_The problem_: From the data below, return the exact lines starting at the line containing "impl ProgressCallback for RecordingProgress" and ending at the line containing "reporter = Reporter::new(Vec::new(), OutputConfig::default());", both included, and nothing else.

Records from a data source
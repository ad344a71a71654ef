use std::fs;
use std::path::{Path, PathBuf};
use std::sync::atomic::{AtomicBool, AtomicUsize, Ordering};
use std::sync::{Arc, Mutex};

use treecmp::compare::{CompareMode, LevelScanner, ScanConfig, SizeMismatch};
use treecmp::filter::PatternFilter;
use treecmp::progress::ProgressCallback;
use treecmp::report::{OutputConfig, Reporter};
use treecmp::scanner::{DirectoryLister, FsLister, Hasher, ListedEntry, ScanError};

use super::common::{make_roots, scan, scan_with, show_all, write_file};

#[test]
fn test_scan_empty_roots() {
    let (_dir, roots) = make_roots(2);
    let (summary, out) = scan(&roots, show_all());

    assert_eq!(summary.total_files(), 0);
    assert_eq!(summary.depths_visited, 1);
    assert!(summary.trees_match());
    assert!(out.is_empty());
}

#[test]
fn test_hello_hellp_removed() {
    let (_dir, roots) = make_roots(2);
    let a = roots[0].join("f.txt");
    let b = roots[1].join("f.txt");
    write_file(&roots[0], "f.txt", b"hello");
    write_file(&roots[1], "f.txt", b"hello");

    let (summary, out) = scan(&roots, OutputConfig::default());
    assert_eq!(summary.duplicates, 1);
    assert_eq!(summary.total_files(), 1);
    assert_eq!(out, format!("=={}\n{}\n__\n", a.display(), b.display()));

    fs::write(&b, b"hellp").unwrap();
    let (summary, out) = scan(&roots, OutputConfig::default());
    assert_eq!(summary.differences, 1);
    assert_eq!(summary.duplicates, 0);
    // Differences are counted but hidden by default
    assert!(out.is_empty());

    fs::remove_file(&b).unwrap();
    let config = OutputConfig {
        show_miss: true,
        ..OutputConfig::default()
    };
    let (summary, out) = scan(&roots, config);
    assert_eq!(summary.missing, 1);
    assert_eq!(out, format!("-- {}\n__\n", a.display()));
}

#[test]
fn test_depth_ordering() {
    let (_dir, roots) = make_roots(2);
    for root in &roots {
        write_file(root, "b/y.txt", b"yy");
        write_file(root, "a/x.txt", b"xx");
    }

    let (summary, out) = scan(&roots, show_all());
    assert_eq!(summary.depths_visited, 2);
    assert_eq!(summary.duplicates, 2);

    let expected = format!(
        "{}\n{}\n{}\n{}\n",
        roots[0].join("a/x.txt").display(),
        roots[1].join("a/x.txt").display(),
        roots[0].join("b/y.txt").display(),
        roots[1].join("b/y.txt").display(),
    );
    assert_eq!(out, expected);
}

#[test]
fn test_shallow_files_reported_before_deep_ones() {
    let (_dir, roots) = make_roots(2);
    for root in &roots {
        write_file(root, "a/deep.txt", b"1");
        write_file(root, "z.txt", b"2");
    }

    let (_, out) = scan(&roots, show_all());
    let z = out.find("z.txt").unwrap();
    let deep = out.find("deep.txt").unwrap();
    assert!(z < deep);
}

#[test]
fn test_scan_is_idempotent() {
    let (_dir, roots) = make_roots(2);
    write_file(&roots[0], "same.txt", b"same");
    write_file(&roots[1], "same.txt", b"same");
    write_file(&roots[0], "d/diff.txt", b"aaaa");
    write_file(&roots[1], "d/diff.txt", b"bbbb");
    write_file(&roots[0], "d/e/only.txt", b"x");

    let first = scan(&roots, show_all());
    let second = scan(&roots, show_all());

    assert_eq!(first.1, second.1);
    assert_eq!(first.0.duplicates, second.0.duplicates);
    assert_eq!(first.0.differences, second.0.differences);
    assert_eq!(first.0.missing, second.0.missing);
    assert_eq!(first.0.depths_visited, 3);
}

#[test]
fn test_every_candidate_classified_once() {
    let (_dir, roots) = make_roots(2);
    write_file(&roots[0], "dup.txt", b"x");
    write_file(&roots[1], "dup.txt", b"x");
    write_file(&roots[0], "diff.txt", b"x");
    write_file(&roots[1], "diff.txt", b"y");
    write_file(&roots[0], "only_first.txt", b"x");
    write_file(&roots[1], "only_second.txt", b"x");
    write_file(&roots[0], "size.txt", b"x");
    write_file(&roots[1], "size.txt", b"xx");

    let (summary, _) = scan(&roots, show_all());
    assert_eq!(summary.duplicates, 1);
    assert_eq!(summary.differences, 1);
    assert_eq!(summary.missing, 3);
    assert_eq!(summary.total_files(), 5);
    assert!(!summary.trees_match());
}

#[test]
fn test_missing_shows_existing_side() {
    let (_dir, roots) = make_roots(2);
    write_file(&roots[1], "only_second.txt", b"x");

    let config = OutputConfig {
        show_miss: true,
        ..OutputConfig::default().simple()
    };
    let (_, out) = scan(&roots, config.clone());
    assert_eq!(out, format!("-- {}\n", roots[1].join("only_second.txt").display()));

    let inverted = OutputConfig {
        invert: true,
        ..config
    };
    let (_, out) = scan(&roots, inverted);
    assert_eq!(out, format!("-- {}\n", roots[0].join("only_second.txt").display()));
}

#[test]
fn test_name_mode_ignores_content() {
    let (_dir, roots) = make_roots(2);
    write_file(&roots[0], "f.txt", b"hello");
    write_file(&roots[1], "f.txt", b"hellp");
    write_file(&roots[0], "g.txt", b"short");
    write_file(&roots[1], "g.txt", b"longer");

    let (summary, _) = scan_with(
        &roots,
        PatternFilter::accept_all(),
        ScanConfig::default().with_mode(CompareMode::Name),
        show_all(),
    );
    assert_eq!(summary.duplicates, 1);
    assert_eq!(summary.differences, 1);
    assert_eq!(summary.missing, 0);
}

#[test]
fn test_size_mismatch_option() {
    let (_dir, roots) = make_roots(2);
    write_file(&roots[0], "g.txt", b"short");
    write_file(&roots[1], "g.txt", b"longer");

    let (summary, _) = scan(&roots, show_all());
    assert_eq!(summary.missing, 1);
    assert_eq!(summary.differences, 0);

    let (summary, out) = scan_with(
        &roots,
        PatternFilter::accept_all(),
        ScanConfig::default().with_size_mismatch(SizeMismatch::Different),
        show_all(),
    );
    assert_eq!(summary.missing, 0);
    assert_eq!(summary.differences, 1);
    assert!(out.contains(&roots[1].join("g.txt").display().to_string()));
}

#[test]
fn test_file_under_one_root_directory_under_other() {
    let (_dir, roots) = make_roots(2);
    write_file(&roots[0], "x", b"plain file");
    write_file(&roots[1], "x/inner.txt", b"nested");

    let (summary, _) = scan(&roots, show_all());
    // `x` is missing as a file under r1, `x/inner.txt` missing under r0
    assert_eq!(summary.missing, 2);
    assert_eq!(summary.depths_visited, 2);
}

#[test]
fn test_directory_only_under_one_root() {
    let (_dir, roots) = make_roots(2);
    write_file(&roots[0], "a/b/c/deep.txt", b"deep");

    let (summary, out) = scan(&roots, show_all());
    assert_eq!(summary.missing, 1);
    assert_eq!(summary.depths_visited, 4);
    assert_eq!(summary.unreadable_dirs, 0);
    assert!(out.contains("deep.txt"));
}

#[test]
fn test_parallel_and_sequential_output_match() {
    let (_dir, roots) = make_roots(2);
    for i in 0..60 {
        let rel = format!("d{}/s{}/f{i}.bin", i % 4, i % 3);
        write_file(&roots[0], &rel, format!("content {i}").as_bytes());
        match i % 4 {
            0 => {}
            1 => write_file(&roots[1], &rel, format!("CONTENT {i}").as_bytes()),
            _ => write_file(&roots[1], &rel, format!("content {i}").as_bytes()),
        }
    }

    let run = |threads| {
        scan_with(
            &roots,
            PatternFilter::accept_all(),
            ScanConfig::default().with_io_threads(threads),
            show_all(),
        )
    };
    let (seq_summary, seq_out) = run(1);
    let (par_summary, par_out) = run(8);

    assert_eq!(seq_out, par_out);
    assert_eq!(seq_summary.duplicates, par_summary.duplicates);
    assert_eq!(seq_summary.missing, 15);
    assert_eq!(seq_summary.differences, 15);
    assert_eq!(seq_summary.duplicates, 30);
}

#[cfg(unix)]
#[test]
fn test_unreadable_directory_does_not_abort() {
    use std::os::unix::fs::PermissionsExt;

    let (_dir, roots) = make_roots(2);
    write_file(&roots[0], "ok.txt", b"ok");
    write_file(&roots[1], "ok.txt", b"ok");
    write_file(&roots[0], "locked/secret.txt", b"s");
    write_file(&roots[1], "locked/secret.txt", b"s");

    let locked = roots[1].join("locked");
    fs::set_permissions(&locked, fs::Permissions::from_mode(0o000)).unwrap();
    if fs::read_dir(&locked).is_ok() {
        // Running with privileges that bypass permission bits
        fs::set_permissions(&locked, fs::Permissions::from_mode(0o755)).unwrap();
        return;
    }

    let (summary, _) = scan(&roots, show_all());
    fs::set_permissions(&locked, fs::Permissions::from_mode(0o755)).unwrap();

    assert_eq!(summary.unreadable_dirs, 1);
    assert_eq!(summary.duplicates, 1);
    // Listed under r0 only; r1's copy cannot be stat'd
    assert_eq!(summary.missing, 1);
}

/// Lister that refuses to read one directory, like a mode-000 directory
/// seen by an unprivileged user.
struct DenyingLister {
    denied: PathBuf,
}

impl DirectoryLister for DenyingLister {
    fn list(&self, dir: &Path) -> Result<Vec<ListedEntry>, ScanError> {
        if dir == self.denied {
            return Err(ScanError::PermissionDenied(dir.to_path_buf()));
        }
        FsLister::new().list(dir)
    }

    fn file_len(&self, path: &Path) -> Option<u64> {
        if path.starts_with(&self.denied) {
            return None;
        }
        FsLister::new().file_len(path)
    }
}

#[test]
fn test_permission_denied_directory_is_counted_and_scan_continues() {
    let (_dir, roots) = make_roots(2);
    write_file(&roots[0], "ok.txt", b"ok");
    write_file(&roots[1], "ok.txt", b"ok");
    write_file(&roots[0], "locked/secret.txt", b"s");
    write_file(&roots[1], "locked/secret.txt", b"s");
    write_file(&roots[0], "open/after.txt", b"after");
    write_file(&roots[1], "open/after.txt", b"after");

    let scanner = LevelScanner::with_components(
        DenyingLister {
            denied: roots[1].join("locked"),
        },
        Hasher::new(),
        PatternFilter::accept_all(),
        ScanConfig::default().with_io_threads(1),
    )
    .unwrap();
    let mut reporter = Reporter::new(Vec::new(), show_all());
    let summary = scanner.run_scan(&roots, &mut reporter).unwrap();
    let out = String::from_utf8(reporter.into_inner()).unwrap();

    assert_eq!(summary.unreadable_dirs, 1);
    assert_eq!(summary.depths_visited, 2);
    // ok.txt and open/after.txt are still compared
    assert_eq!(summary.duplicates, 2);
    // Only the readable side lists secret.txt
    assert_eq!(summary.missing, 1);
    assert!(out.contains(&format!("-- {}\n", roots[0].join("locked/secret.txt").display())));
    assert!(!summary.trees_match());
}

#[cfg(unix)]
#[test]
fn test_symlinked_directory_is_skipped_not_missing() {
    use std::os::unix::fs::symlink;

    let (_dir, roots) = make_roots(2);
    for root in &roots {
        write_file(root, "real/f.txt", b"content");
        symlink(root.join("real"), root.join("link")).unwrap();
    }

    let (summary, out) = scan(&roots, show_all());
    assert_eq!(summary.duplicates, 1);
    assert_eq!(summary.missing, 0);
    // One per root that listed the link
    assert_eq!(summary.skipped, 2);
    for root in &roots {
        assert!(!out.contains(&root.join("link").display().to_string()));
    }
}

#[cfg(unix)]
#[test]
fn test_symlinked_file_compared_through_target() {
    use std::os::unix::fs::symlink;

    let (_dir, roots) = make_roots(2);
    write_file(&roots[0], "data.txt", b"payload");
    write_file(&roots[1], "stored/data.txt", b"payload");
    symlink(roots[1].join("stored/data.txt"), roots[1].join("data.txt")).unwrap();

    let (summary, _) = scan(&roots, show_all());
    // data.txt matches through the link; stored/data.txt exists under r1 only
    assert_eq!(summary.duplicates, 1);
    assert_eq!(summary.missing, 1);
}

#[test]
fn test_shutdown_before_scan() {
    let (_dir, roots) = make_roots(2);
    write_file(&roots[0], "f.txt", b"x");
    write_file(&roots[1], "f.txt", b"x");

    let flag = Arc::new(AtomicBool::new(true));
    let (summary, out) = scan_with(
        &roots,
        PatternFilter::accept_all(),
        ScanConfig::default().with_shutdown_flag(flag),
        show_all(),
    );
    assert!(summary.interrupted);
    assert_eq!(summary.total_files(), 0);
    assert!(out.is_empty());
}

/// Requests shutdown when a given depth finishes.
struct StopAfterLevel {
    depth: usize,
    flag: Arc<AtomicBool>,
}

impl ProgressCallback for StopAfterLevel {
    fn on_level_start(&self, _depth: usize, _total: usize) {}
    fn on_progress(&self, _current: usize, _path: &str) {}
    fn on_level_end(&self, depth: usize) {
        if depth == self.depth {
            self.flag.store(true, Ordering::SeqCst);
        }
    }
}

#[test]
fn test_shutdown_mid_scan_keeps_earlier_levels() {
    let (_dir, roots) = make_roots(2);
    for root in &roots {
        write_file(root, "top.txt", b"t");
        write_file(root, "sub/deeper.txt", b"d");
    }

    let flag = Arc::new(AtomicBool::new(false));
    let callback = Arc::new(StopAfterLevel {
        depth: 0,
        flag: Arc::clone(&flag),
    });
    let (summary, out) = scan_with(
        &roots,
        PatternFilter::accept_all(),
        ScanConfig::default()
            .with_shutdown_flag(flag)
            .with_progress_callback(callback),
        show_all(),
    );

    assert!(summary.interrupted);
    assert_eq!(summary.duplicates, 1);
    assert_eq!(summary.depths_visited, 1);
    assert!(out.contains("top.txt"));
    assert!(!out.contains("deeper.txt"));
}

/// Records every callback.
#[derive(Default)]
struct RecordingProgress {
    levels: Mutex<Vec<(usize, usize)>>,
    ended: AtomicUsize,
    items: AtomicUsize,
}

impl ProgressCallback for RecordingProgress {
    fn on_level_start(&self, depth: usize, total: usize) {
        self.levels.lock().unwrap().push((depth, total));
    }
    fn on_progress(&self, _current: usize, _path: &str) {
        self.items.fetch_add(1, Ordering::SeqCst);
    }
    fn on_level_end(&self, _depth: usize) {
        self.ended.fetch_add(1, Ordering::SeqCst);
    }
}

#[test]
fn test_progress_callbacks_per_level() {
    let (_dir, roots) = make_roots(2);
    write_file(&roots[0], "a.txt", b"1");
    write_file(&roots[1], "b.txt", b"2");
    write_file(&roots[0], "d/c.txt", b"3");

    let progress = Arc::new(RecordingProgress::default());
    let (summary, _) = scan_with(
        &roots,
        PatternFilter::accept_all(),
        ScanConfig::default().with_progress_callback(progress.clone()),
        show_all(),
    );

    assert_eq!(summary.depths_visited, 2);
    assert_eq!(*progress.levels.lock().unwrap(), vec![(0, 2), (1, 1)]);
    assert_eq!(progress.ended.load(Ordering::SeqCst), 2);
    assert_eq!(progress.items.load(Ordering::SeqCst), 3);
}

#[test]
fn test_invalid_roots_rejected() {
    use treecmp::compare::{CompareError, LevelScanner};
    use treecmp::report::Reporter;

    let (_dir, roots) = make_roots(1);
    let scanner = LevelScanner::new(PatternFilter::accept_all(), ScanConfig::default()).unwrap();
    let mut reporter = Reporter::new(Vec::new(), OutputConfig::default());

    let err = scanner.run_scan(&roots, &mut reporter).unwrap_err();
    assert!(matches!(err, CompareError::TooFewRoots(1)));

    let missing = vec![roots[0].clone(), roots[0].join("absent")];
    let err = scanner.run_scan(&missing, &mut reporter).unwrap_err();
    assert!(matches!(err, CompareError::PathNotFound(_)));
    assert_eq!(reporter.counters().files(), 0);
}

_Response for this exercise_:
impl ProgressCallback for RecordingProgress {
    fn on_level_start(&self, depth: usize, total: usize) {
        self.levels.lock().unwrap().push((depth, total));
    }
    fn on_progress(&self, _current: usize, _path: &str) {
        self.items.fetch_add(1, Ordering::SeqCst);
    }
    fn on_level_end(&self, _depth: usize) {
        self.ended.fetch_add(1, Ordering::SeqCst);
    }
}

#[test]
fn test_progress_callbacks_per_level() {
    let (_dir, roots) = make_roots(2);
    write_file(&roots[0], "a.txt", b"1");
    write_file(&roots[1], "b.txt", b"2");
    write_file(&roots[0], "d/c.txt", b"3");

    let progress = Arc::new(RecordingProgress::default());
    let (summary, _) = scan_with(
        &roots,
        PatternFilter::accept_all(),
        ScanConfig::default().with_progress_callback(progress.clone()),
        show_all(),
    );

    assert_eq!(summary.depths_visited, 2);
    assert_eq!(*progress.levels.lock().unwrap(), vec![(0, 2), (1, 1)]);
    assert_eq!(progress.ended.load(Ordering::SeqCst), 2);
    assert_eq!(progress.items.load(Ordering::SeqCst), 3);
}

#[test]
fn test_invalid_roots_rejected() {
    use treecmp::compare::{CompareError, LevelScanner};
    use treecmp::report::Reporter;

    let (_dir, roots) = make_roots(1);
    let scanner = LevelScanner::new(PatternFilter::accept_all(), ScanConfig::default()).unwrap();
    let mut reporter = Reporter::new(Vec::new(), OutputConfig::default());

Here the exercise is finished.